StuG III 40 has been found with a dead crew! Exclusive! UPD Aug. 2020
One of the most popular articles on our website is an article about how in 2002 a German StuG-III 40 ausf G (WWII) with tail number 20 was found in a swamp in Velikiye Luki (Russia). Condition of StuG-III 40 ausf G was perfect both outside and inside the combat vehicle. But until recently, it was believed that the crew managed to leave it before the StuG-III 40 went to the bottom. But we managed to get information that refutes everything that we knew about it earlier. (+ Managed to establish the name of one crew member).
Before reading this article, we advise you to read the previous ones:
- Read: German assault gun StuG-40 found in a swamp
- Read: Assault gun StuG-40 found in a swamp in 2002. Its condition in 2020
Very soon we will have a version of the map in your language
StuG-III 40 ausf G was found with a crew!
As we managed to find out from the forum.ww2.ru forum user “jeka 09”:
“Assault artillery gun StuG-III 40 ausf G was found in a swampy lake near the village of Kopytovo (on map), Velikie Luki district, 4 kilometers from the town of Velikiye Luki, 80 meters from the road Velikiye Luki – Novosokolniki. The tank was at a depth of 8-9 meters from the surface in the bog bottom mass in an inverted state. Search, preparation and lifting work was carried out by the regional public organization “Vysota” Search unit under the leadership of Zabelin. Diving work was carried out by class 1 diver Petrov. The period of work from November 2001 to May 2002. The technique for lifting the relic was provided by Tugov (DVa of the T-130 tractor) .The found StuG-III 40 was lifted to the surface on April 26, 2002 at 16:00.
In the StuG-III 40 ausf G were also found:
1. Remains of the crew – 4 people
2. Ammunition for the gun 75 mm.
4. Ammunition for MP-40
6. Three field bags.
7. Personal belongings of the crew.
StuG-III 40 paint and hull condition
The body of the tank is intact without major damage. There are four hits from small caliber artillery shells (presumably 45 mm). Two hits in the frontal part of the hull with high-explosive shells (minor external damage). One hit to the left side of the cabin with an AP / AP shell (no penetration of armor is observed). One hit on the left side of the undercarriage opposite the driver’s seat with a comulative round, it pierced through the StuG-III 40 ausf G (in photo). Presumably, the last hit by the cumulative jet killed the crew and caused the vehicle to stop.
The body is painted in four layers:
1. Red primer
2. Sandy yellow
3. Pale yellow
4. White water-based paint.
Tactical signs: black cross and black side number 20 (in photo)
Other inscriptions inside the found StuG-III 40 ausf G:
1.Inscription RL near the driver’s observation device
2. The side number 20 is applied over the number 21.

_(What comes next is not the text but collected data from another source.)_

//! Named feature keys and their defaults
//!
//! Transactions carry a dynamic map of anonymised feature values. The rules
//! read a handful of them by name, and a key that is absent from the map is
//! replaced by the default recorded on its [`FeatureKey`]. The defaults are not
//! uniform and they decide rule behaviour for sparse inputs:
//!
//! | Key | Default | Effect when absent |
//! |---|---|---|
//! | `feat_3` (amount) | 0.0 | R1 never fires, R4 fires for a positive low-value threshold |
//! | `feat_4` (fee) | 0.0 | R2 fires unless the zero-fee threshold is negative |
//! | `feat_10` (velocity) | 0.0 | R6 never fires for a non-negative threshold |
//! | `feat_15` (structural numerator) | 0.0 | R7 never fires for a non-negative threshold |
//! | `feat_20` (structural denominator) | 1.0 | keeps the R7 ratio finite |
//! | `feat_100` (neighbour aggregation) | 0.0 | R5 never fires for a non-negative threshold |

use std::collections::HashMap;

/// Raw feature values keyed by name (e.g. `"feat_3"`)
pub type FeatureMap = HashMap<String, f64>;

/// A named feature together with the value used when it is missing
#[derive(Debug, Clone, Copy, PartialEq)]
pub struct FeatureKey {
    /// Feature name as it appears in the input map
    pub name: &'static str,

    /// Value substituted when the name is absent
    pub default: f64,
}

impl FeatureKey {
    /// Create a new feature key
    pub const fn new(name: &'static str, default: f64) -> Self {
        Self { name, default }
    }

    /// Read this feature from a map, falling back to the key's default
    pub fn read(&self, features: &FeatureMap) -> f64 {
        features.get(self.name).copied().unwrap_or(self.default)
    }
}

/// Transaction amount, used by R1 and R4
pub const AMOUNT: FeatureKey = FeatureKey::new("feat_3", 0.0);

/// Transaction fee, used by R2
pub const FEE: FeatureKey = FeatureKey::new("feat_4", 0.0);

/// Movement velocity, used by R6
pub const VELOCITY: FeatureKey = FeatureKey::new("feat_10", 0.0);

/// Numerator of the R7 structural ratio
pub const STRUCTURAL_NUMERATOR: FeatureKey = FeatureKey::new("feat_15", 0.0);

/// Denominator of the R7 structural ratio
pub const STRUCTURAL_DENOMINATOR: FeatureKey = FeatureKey::new("feat_20", 1.0);

/// Neighbour aggregation, used by R5
pub const NEIGHBOR_AGGREGATION: FeatureKey = FeatureKey::new("feat_100", 0.0);

/// Every feature read by the rule set
pub const RULE_INPUTS: [FeatureKey; 6] = [
    AMOUNT,
    FEE,
    VELOCITY,
    STRUCTURAL_NUMERATOR,
    STRUCTURAL_DENOMINATOR,
    NEIGHBOR_AGGREGATION,
];

/// Derived feature carrying the transaction time step
pub const TIME_STEP: &str = "time_step";

/// Derived feature carrying the weighted rule score
pub const TOTAL_RULE_SCORE: &str = "Total_Rule_Score";

#[cfg(test)]
mod tests {
    use super::*;

    #[test]
    fn test_read_present_feature() {
        let mut features = FeatureMap::new();
        features.insert("feat_3".to_string(), 120.5);

        assert_eq!(AMOUNT.read(&features), 120.5);
    }

    #[test]
    fn test_read_missing_feature_uses_default() {
        let features = FeatureMap::new();

        assert_eq!(AMOUNT.read(&features), 0.0);
        assert_eq!(FEE.read(&features), 0.0);
        assert_eq!(STRUCTURAL_DENOMINATOR.read(&features), 1.0);
    }

    #[test]
    fn test_explicit_zero_denominator_is_not_replaced() {
        let mut features = FeatureMap::new();
        features.insert("feat_20".to_string(), 0.0);

        assert_eq!(STRUCTURAL_DENOMINATOR.read(&features), 0.0);
    }

    #[test]
    fn test_rule_inputs_are_unique() {
        let mut names: Vec<_> = RULE_INPUTS.iter().map(|k| k.name).collect();
        names.sort_unstable();
        names.dedup();
        assert_eq!(names.len(), RULE_INPUTS.len());
    }
}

3. The gun bears the number 143.
4. The inscription on the helmet – Braun Z
Also in the tank were found 3 soldier’s medallions and a military ID of one of the crew members (ausweis), issued in the name – Z. Braun 03/08/23 (date of birth) instead of the lost soldier’s book.
Tankers dog-tags were found
1. 4. Еrs. Abt. A.R.29. З20. O.
2. H.L.4128. 480 Deutsches Reichsweer O
З. 125 З. (Kf).Art.E.Abt.13
According to the document, the signature made on one of the German helmets found in the StuG-III 40 and the padding on one of the dog-tags found inside, it was possible to determine the name of one of the crew members of the found StuG-III 40. Incredible luck.
Braun Siegfried Julius (08.03.1923)
Vorname: Siegfried Julius
Todes-/Vermisstenort:ca 200m südl.Lipenka
Presumably, the assault gun took part in the breakthrough of the Wehrmacht tank group to the encircled group of German troops in the city of Velikiye Luki in January-February 1943. While passing through the frozen lake, StuG-III 40 was hit and stopped. The tank’s crew died when hit by a cumulative shell. Having stood on the ice until spring, the StuG-III 40 was plundered and sank in March 1943. “
Unfortunately, at the moment (August 2020), all devices and mechanisms have been removed from this StuG-III 40 ausf G. The photo shows how workers remove the engine from a self-propelled artillery installation.